This method is the place to put code that can actually reach into files in the core model’s run results and extract performance measures. It is expected that it should not do any post-processing of results (i.e. it should read from but not write to the model outputs directory).

Imports measures from active scenario

Parameters:
  • measure_names (Collection[str]) – Collection of measures to be loaded.
  • rel_output_path (str, optional) – Path to model output locations, either relative to the model_path directory (when a subclass is a type that has a model path) or as an absolute directory. If neither is given, the default value is equivalent to setting rel_output_path to ‘Outputs’.
  • abs_output_path (str, optional) – Path to model output locations, either relative to the model_path directory (when a subclass is a type that has a model path) or as an absolute directory. If neither is given, the default value is equivalent to setting rel_output_path to ‘Outputs’.
Returns:

dict of measure name and values from active scenario

Raises:

KeyError – If load_measures is not available for specified measure

AbstractCoreModel.post_process(params, measure_names, output_path=None)[source]
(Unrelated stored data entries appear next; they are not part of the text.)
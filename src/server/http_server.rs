use may::coroutine::JoinHandle;
use may_minihttp::HttpService;
use std::io;
use std::net::{SocketAddr, TcpStream, ToSocketAddrs};
use std::thread;
use std::time::Duration;

/// Wrapper around `may_minihttp`'s HTTP server
pub struct HttpServer<T>(pub T);

/// Handle to a running HTTP server
pub struct ServerHandle {
    addr: SocketAddr,
    handle: JoinHandle<()>,
}

impl ServerHandle {
    /// Address the server was bound to
    #[must_use]
    pub fn addr(&self) -> SocketAddr {
        self.addr
    }

    /// Wait for the server to be ready to accept connections
    ///
    /// Polls the server address by attempting TCP connections until successful.
    ///
    /// # Errors
    ///
    /// Returns `TimedOut` if the server doesn't accept within ~250ms (50 attempts × 5ms).
    pub fn wait_ready(&self) -> io::Result<()> {
        for _ in 0..50 {
            if TcpStream::connect(self.addr).is_ok() {
                return Ok(());
            }
            thread::sleep(Duration::from_millis(5));
        }
        Err(io::Error::new(io::ErrorKind::TimedOut, "server not ready"))
    }

    /// Cancel the accept coroutine and wait for it to finish.
    pub fn stop(self) {
        // SAFETY: cancel() is unsafe in may because a cancelled coroutine unwinds
        // at its next yield point. The accept loop holds no state that needs
        // cleanup beyond its listener, which is dropped on unwind.
        unsafe {
            self.handle.coroutine().cancel();
        }
        let _ = self.handle.join();
    }

    /// Block until the server coroutine exits.
    ///
    /// # Errors
    ///
    /// Returns the panic payload if the server coroutine panicked.
    pub fn join(self) -> std::thread::Result<()> {
        self.handle.join()
    }
}

impl<T: HttpService + Clone + Send + Sync + 'static> HttpServer<T> {
    /// Start the HTTP server on the given address
    ///
    /// # Errors
    ///
    /// Returns an error if the address is invalid or the port cannot be bound.
    pub fn start<A: ToSocketAddrs>(self, addr: A) -> io::Result<ServerHandle> {
        let addr = addr
            .to_socket_addrs()?
            .next()
            .ok_or_else(|| io::Error::new(io::ErrorKind::InvalidInput, "invalid address"))?;
        let handle = may_minihttp::HttpServer(self.0).start(addr)?;
        Ok(ServerHandle { addr, handle })
    }
}
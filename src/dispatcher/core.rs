//! Dispatcher core module - hot path for request dispatch.
//!
//! Allocation discipline: the normalized endpoint is borrowed when the path
//! already ends in `/`, and per-request buffers come from the context pool.

#![deny(clippy::inefficient_to_string)]
#![deny(clippy::format_push_string)]
#![deny(clippy::unnecessary_to_owned)]

use super::access_log::{AccessRecord, ACCESS_LOG_TARGET};
use crate::context::{Context, IncomingRequest, ResponseSink};
use crate::pool::{ContextPool, PoolConfig, PoolStats};
use crate::registry::ResourceRegistry;
use crate::resource::{RestResource, METHOD_NOT_ALLOWED};
use crate::validator::{ArgsValidator, RequiredArgsValidator};
use chrono::Local;
use std::any::Any;
use std::borrow::Cow;
use std::fmt;
use std::panic::{self, AssertUnwindSafe};
use std::sync::Arc;
use std::time::Instant;
use tracing::{debug, error, info, trace};

/// Error code of the 404 envelope for an unregistered endpoint.
pub const NOT_FOUND_CODE: &str = "resource:not_found";
/// Message of the 404 envelope ("invalid endpoint").
pub const NOT_FOUND_MESSAGE: &str = "无效的endpoint";
/// Error code of the 500 envelope written when a resource panics.
pub const INTERNAL_ERROR_CODE: &str = "rest:internal_error";

/// Append the trailing `/` an endpoint key requires.
///
/// Idempotent: `normalize_endpoint(&normalize_endpoint(p)) == normalize_endpoint(p)`.
/// The empty path normalizes to `/`. Borrows when no change is needed.
#[must_use]
pub fn normalize_endpoint(path: &str) -> Cow<'_, str> {
    if path.ends_with('/') {
        Cow::Borrowed(path)
    } else {
        let mut endpoint = String::with_capacity(path.len() + 1);
        endpoint.push_str(path);
        endpoint.push('/');
        Cow::Owned(endpoint)
    }
}

/// How a request left the dispatcher
#[derive(Debug, Clone, Copy, PartialEq, Eq)]
pub enum DispatchOutcome {
    /// No resource at the normalized path; 404 envelope sent
    NotFound,
    /// The validator wrote a response; resource hooks were skipped
    Rejected,
    /// `prepare` and the verb handler ran
    Dispatched,
    /// Method outside GET/PUT/POST/DELETE; bare 405 sent
    MethodNotAllowed,
    /// A resource hook panicked; 500 envelope sent
    Panicked,
}

#[derive(Debug, Clone, Copy, PartialEq, Eq)]
enum Verb {
    Get,
    Put,
    Post,
    Delete,
}

impl Verb {
    fn parse(method: &str) -> Option<Self> {
        match method {
            "GET" => Some(Self::Get),
            "PUT" => Some(Self::Put),
            "POST" => Some(Self::Post),
            "DELETE" => Some(Self::Delete),
            _ => None,
        }
    }
}

/// Request-handling entry point.
///
/// Shared by every connection coroutine; all methods take `&self`.
pub struct Dispatcher {
    registry: Arc<ResourceRegistry>,
    validator: Arc<dyn ArgsValidator>,
    pool: ContextPool,
}

impl fmt::Debug for Dispatcher {
    fn fmt(&self, f: &mut fmt::Formatter<'_>) -> fmt::Result {
        f.debug_struct("Dispatcher")
            .field("registry", &self.registry)
            .field("pool", &self.pool)
            .finish_non_exhaustive()
    }
}

impl Dispatcher {
    /// Dispatcher over `registry` with the [`RequiredArgsValidator`] and a
    /// default context pool.
    #[must_use]
    pub fn new(registry: Arc<ResourceRegistry>) -> Self {
        Self {
            registry,
            validator: Arc::new(RequiredArgsValidator),
            pool: ContextPool::default(),
        }
    }

    /// Replace the argument validator.
    #[must_use]
    pub fn with_validator(mut self, validator: Arc<dyn ArgsValidator>) -> Self {
        self.validator = validator;
        self
    }

    /// Use a fresh context pool built from `config`.
    #[must_use]
    pub fn with_pool_config(self, config: PoolConfig) -> Self {
        self.with_pool(ContextPool::with_config(config))
    }

    /// Replace the context pool.
    #[must_use]
    pub fn with_pool(mut self, pool: ContextPool) -> Self {
        self.pool = pool;
        self
    }

    #[must_use]
    pub fn registry(&self) -> &Arc<ResourceRegistry> {
        &self.registry
    }

    #[must_use]
    pub fn pool_stats(&self) -> &PoolStats {
        self.pool.stats()
    }

    /// Handle one request to completion and send its response to `sink`.
    ///
    /// Every request, including 404, validator rejections, 405 and resource
    /// panics, sends exactly one response and emits exactly one access-log
    /// record after handling finishes. The pooled context is released when
    /// this returns.
    pub fn serve(&self, incoming: &IncomingRequest<'_>, sink: &mut dyn ResponseSink) -> AccessRecord {
        let start = Instant::now();
        let started_at = Local::now();
        debug!(path = %incoming.path(), method = %incoming.method, "request");

        let mut ctx = self.pool.acquire(incoming);
        let outcome = self.handle(&mut ctx);
        ctx.response.send_to(sink);

        let record = AccessRecord {
            client_addr: ctx.request.client_addr().to_owned(),
            started_at,
            method: ctx.request.method().to_owned(),
            uri: ctx.request.uri().to_owned(),
            proto: ctx.request.proto().to_owned(),
            status: ctx.response.status(),
            content_length: ctx.response.content_length(),
            elapsed: start.elapsed(),
            outcome,
        };
        info!(
            target: ACCESS_LOG_TARGET,
            request_id = %ctx.request_id(),
            timeDur = record.elapsed_secs(),
            status = record.status,
            outcome = ?record.outcome,
            "{}",
            record
        );
        record
    }

    fn handle(&self, ctx: &mut Context) -> DispatchOutcome {
        let resource = self.registry.lookup(&normalize_endpoint(ctx.request.path()));
        let Some(resource) = resource else {
            debug!(
                request_id = %ctx.request_id(),
                path = %ctx.request.path(),
                "Endpoint not found"
            );
            ctx.response
                .error_with_code(404, NOT_FOUND_CODE, NOT_FOUND_MESSAGE, "");
            return DispatchOutcome::NotFound;
        };

        let run = panic::catch_unwind(AssertUnwindSafe(|| {
            self.run_resource(resource.as_ref(), ctx)
        }));
        match run {
            Ok(outcome) => outcome,
            Err(payload) => {
                error!(
                    request_id = %ctx.request_id(),
                    resource = resource.resource(),
                    panic_message = %panic_message(payload.as_ref()),
                    "Resource panicked - CRITICAL"
                );
                // Headers set before the panic belong to the abandoned response.
                ctx.response.reset();
                ctx.response
                    .error_with_code(500, INTERNAL_ERROR_CODE, "internal server error", "");
                DispatchOutcome::Panicked
            }
        }
    }

    fn run_resource(&self, resource: &dyn RestResource, ctx: &mut Context) -> DispatchOutcome {
        self.validator.check(resource, ctx);
        if ctx.response.is_started() {
            debug!(
                request_id = %ctx.request_id(),
                resource = resource.resource(),
                status = ctx.response.status(),
                "Validator answered request"
            );
            return DispatchOutcome::Rejected;
        }

        // Unsupported methods never reach prepare.
        let Some(verb) = Verb::parse(ctx.request.method()) else {
            ctx.response.raw_error(405, METHOD_NOT_ALLOWED);
            return DispatchOutcome::MethodNotAllowed;
        };

        resource.prepare(ctx);
        trace!(request_id = %ctx.request_id(), "Resource prepared");
        debug!(
            request_id = %ctx.request_id(),
            resource = resource.resource(),
            method = ?verb,
            params = ?ctx.request.input(),
            "Dispatching to resource"
        );
        match verb {
            Verb::Get => resource.get(ctx),
            Verb::Put => resource.put(ctx),
            Verb::Post => resource.post(ctx),
            Verb::Delete => resource.delete(ctx),
        }
        DispatchOutcome::Dispatched
    }
}

fn panic_message(payload: &(dyn Any + Send)) -> &str {
    if let Some(s) = payload.downcast_ref::<&str>() {
        s
    } else if let Some(s) = payload.downcast_ref::<String>() {
        s
    } else {
        "non-string panic payload"
    }
}
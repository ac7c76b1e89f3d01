//! # Context Module
//!
//! Per-request scratch state handed to resources by the dispatcher.
//!
//! ## Overview
//!
//! A [`Context`] carries everything a resource needs to serve one request:
//!
//! - [`RequestData`] - method, URI, headers and decoded input parameters
//! - [`ResponseBuffer`] - the status, header lines and body the resource writes
//! - a per-request [`RequestId`](crate::ids::RequestId) for log correlation
//!
//! Contexts are recycled through [`ContextPool`](crate::pool::ContextPool).
//! Every field is overwritten by [`Context::reset`] before a request sees it,
//! while the underlying buffers keep their capacity so steady-state traffic
//! does not allocate fresh request/response storage. Body buffers above
//! [`MAX_RETAINED_BODY_CAPACITY`] are shrunk when a context goes back to the
//! pool, so one large upload does not pin memory in an idle context.
//!
//! ## Response Writing
//!
//! Resources never talk to the transport directly. They fill the
//! [`ResponseBuffer`]; the dispatcher sends it through a [`ResponseSink`]
//! exactly once when the request finishes.
//!
//! ```rust
//! use restdispatch::context::{CapturedResponse, Context, IncomingRequest};
//!
//! let mut ctx = Context::new();
//! ctx.reset(&IncomingRequest::new("GET", "/user/profile/?id=7"));
//! assert_eq!(ctx.request.param("id"), Some("7"));
//!
//! ctx.response.text(200, "hello");
//! let mut sink = CapturedResponse::default();
//! ctx.response.send_to(&mut sink);
//! assert_eq!(sink.body, b"hello");
//! ```

mod core;
mod response;

pub use self::core::{
    Context, IncomingRequest, InputVec, RequestData, MAX_INLINE_INPUTS, MAX_RETAINED_BODY_CAPACITY,
};
pub use response::{
    CapturedResponse, ErrorEnvelope, HeaderLine, HeaderLines, ResponseBuffer, ResponseSink,
    CONTENT_TYPE_JSON, CONTENT_TYPE_TEXT, DEFAULT_STATUS, NOSNIFF,
};
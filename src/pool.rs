//! # Context Pool Module
//!
//! Recycles [`Context`] values across requests so the hot path does not
//! allocate fresh request/response buffers for every inbound request.
//!
//! ## Protocol
//!
//! 1. [`ContextPool::acquire`] pops an idle context (or builds one with the
//!    pool's factory when none is idle) and resets it with the inbound request
//!    before handing it out. A context is never observable in its previous
//!    request's state.
//! 2. The returned [`PooledContext`] guard gives exclusive access to the
//!    context for the lifetime of the request.
//! 3. Dropping the guard returns the context to the pool. This happens on every
//!    exit path, including early returns and unwinding out of a resource.
//!    Body buffers are emptied on return and shrunk to
//!    [`MAX_RETAINED_BODY_CAPACITY`] if a large request grew them.
//!
//! There is no ordering or identity guarantee about which idle instance a
//! caller receives.
//!
//! ## Configuration
//!
//! - `max_size`: idle contexts retained; surplus contexts are dropped on release
//! - `initial_size`: contexts created up front when `pre_warm` is set

use crate::context::{Context, IncomingRequest, MAX_RETAINED_BODY_CAPACITY};
use parking_lot::Mutex;
use std::fmt;
use std::ops::{Deref, DerefMut};
use std::sync::atomic::{AtomicU64, Ordering};
use tracing::debug;

/// Configuration for a context pool
#[derive(Debug, Clone, Copy, PartialEq, Eq)]
pub struct PoolConfig {
    /// Maximum number of idle contexts kept for reuse
    pub max_size: usize,
    /// Number of contexts created when the pool is built
    pub initial_size: usize,
    /// Create `initial_size` contexts up front
    pub pre_warm: bool,
}

impl Default for PoolConfig {
    fn default() -> Self {
        Self {
            max_size: 1024,
            initial_size: 0,
            pre_warm: false,
        }
    }
}

impl PoolConfig {
    #[must_use]
    pub fn new() -> Self {
        Self::default()
    }

    #[must_use]
    pub fn max_size(mut self, size: usize) -> Self {
        self.max_size = size;
        self
    }

    /// Pre-warm the pool with `size` contexts.
    #[must_use]
    pub fn pre_warm(mut self, size: usize) -> Self {
        self.initial_size = size;
        self.pre_warm = size > 0;
        self
    }
}

/// Pool counters
#[derive(Debug, Default)]
pub struct PoolStats {
    hits: AtomicU64,
    misses: AtomicU64,
    returns: AtomicU64,
    drops: AtomicU64,
}

impl PoolStats {
    fn record_hit(&self) {
        self.hits.fetch_add(1, Ordering::Relaxed);
    }

    fn record_miss(&self) {
        self.misses.fetch_add(1, Ordering::Relaxed);
    }

    fn record_return(&self) {
        self.returns.fetch_add(1, Ordering::Relaxed);
    }

    fn record_drop(&self) {
        self.drops.fetch_add(1, Ordering::Relaxed);
    }

    /// Acquisitions served by an idle context
    #[must_use]
    pub fn hits(&self) -> u64 {
        self.hits.load(Ordering::Relaxed)
    }

    /// Acquisitions that had to build a new context
    #[must_use]
    pub fn misses(&self) -> u64 {
        self.misses.load(Ordering::Relaxed)
    }

    /// Releases that put the context back for reuse
    #[must_use]
    pub fn returns(&self) -> u64 {
        self.returns.load(Ordering::Relaxed)
    }

    /// Releases discarded because the pool was full
    #[must_use]
    pub fn drops(&self) -> u64 {
        self.drops.load(Ordering::Relaxed)
    }
}

type Factory = Box<dyn Fn() -> Context + Send + Sync>;

/// Concurrent cache of reusable [`Context`] values.
pub struct ContextPool {
    idle: Mutex<Vec<Context>>,
    factory: Factory,
    config: PoolConfig,
    stats: PoolStats,
}

impl fmt::Debug for ContextPool {
    fn fmt(&self, f: &mut fmt::Formatter<'_>) -> fmt::Result {
        f.debug_struct("ContextPool")
            .field("idle", &self.idle())
            .field("config", &self.config)
            .field("stats", &self.stats)
            .finish()
    }
}

impl Default for ContextPool {
    fn default() -> Self {
        Self::with_config(PoolConfig::default())
    }
}

impl ContextPool {
    /// Create a pool that builds contexts with `factory` when none are idle.
    pub fn new<F>(config: PoolConfig, factory: F) -> Self
    where
        F: Fn() -> Context + Send + Sync + 'static,
    {
        let idle = if config.pre_warm {
            (0..config.initial_size).map(|_| factory()).collect()
        } else {
            Vec::with_capacity(config.initial_size)
        };
        Self {
            idle: Mutex::new(idle),
            factory: Box::new(factory),
            config,
            stats: PoolStats::default(),
        }
    }

    /// Create a pool using [`Context::new`] as the factory.
    #[must_use]
    pub fn with_config(config: PoolConfig) -> Self {
        Self::new(config, Context::new)
    }

    /// Check out a context reset for `incoming`.
    ///
    /// Never blocks beyond the internal mutex; an empty pool falls back to the
    /// factory.
    pub fn acquire(&self, incoming: &IncomingRequest<'_>) -> PooledContext<'_> {
        let recycled = self.idle.lock().pop();
        let mut ctx = match recycled {
            Some(ctx) => {
                self.stats.record_hit();
                ctx
            }
            None => {
                self.stats.record_miss();
                debug!(idle = 0, "Context pool empty - creating context");
                (self.factory)()
            }
        };
        ctx.reset(incoming);
        PooledContext {
            ctx: Some(ctx),
            pool: self,
        }
    }

    fn release(&self, mut ctx: Context) {
        ctx.shed();
        let mut idle = self.idle.lock();
        if idle.len() < self.config.max_size {
            idle.push(ctx);
            self.stats.record_return();
        } else {
            self.stats.record_drop();
        }
    }

    #[must_use]
    pub fn stats(&self) -> &PoolStats {
        &self.stats
    }

    #[must_use]
    pub fn config(&self) -> PoolConfig {
        self.config
    }

    /// Number of contexts currently idle in the pool
    #[must_use]
    pub fn idle(&self) -> usize {
        self.idle.lock().len()
    }
}

/// Exclusive handle to a checked-out [`Context`].
///
/// Dropping the guard returns the context to its pool.
pub struct PooledContext<'a> {
    ctx: Option<Context>,
    pool: &'a ContextPool,
}

impl Deref for PooledContext<'_> {
    type Target = Context;

    fn deref(&self) -> &Context {
        // `ctx` is only taken in `drop`.
        match &self.ctx {
            Some(ctx) => ctx,
            None => unreachable!("pooled context used after release"),
        }
    }
}

impl DerefMut for PooledContext<'_> {
    fn deref_mut(&mut self) -> &mut Context {
        match &mut self.ctx {
            Some(ctx) => ctx,
            None => unreachable!("pooled context used after release"),
        }
    }
}

impl Drop for PooledContext<'_> {
    fn drop(&mut self) {
        if let Some(ctx) = self.ctx.take() {
            self.pool.release(ctx);
        }
    }
}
Runs post processors associated with particular performance measures.

This method is the place to conduct automatic post-processing of core model run results, in particular any post-processing that is expensive or that will write new output files into the core model’s output directory. The core model run should already have been completed using setup and run. If the relevant performance measures do not require any post-processing to create (i.e. they can all be read directly from output files created during the core model run itself) then this method does not need to be overloaded for a particular core model implementation.

Parameters:
  • params (dict) – Dictionary of experiment variables, with keys as variable names and values as the experiment settings. Most post-processing scripts will not need to know the particular values of the inputs (exogenous uncertainties and policy levers), but this method receives the experiment input parameters as an argument in case one or more of these parameter values needs to be known in order to complete the post-processing.
  • measure_names (List[str]) – List of measures to be processed. Normally for the first pass of core model run experiments, post-processing will be completed for all performance measures. However, it is possible to use this argument to give only a subset of performance measures to post-process, which may be desirable if the post-processing of some performance measures is expensive. Additionally, this method may also be called on archived model results, allowing it to run to generate only a subset of (probably new) performance measures based on these archived runs.
  • output_path (str, optional) – Path to model outputs. If this is not given (typical for the initial run of core model experiments) then the local/default model directory is used. This argument is provided primarily to facilitate post-processing archived model runs to make new performance measures (i.e. measures that were not in-scope when the core model was actually run).
Raises:

KeyError – If post process is not available for specified measure

abstract AbstractCoreModel.get_experiment_archive_path(experiment_id=None, makedirs=False, parameters=None, run_id=None)[source]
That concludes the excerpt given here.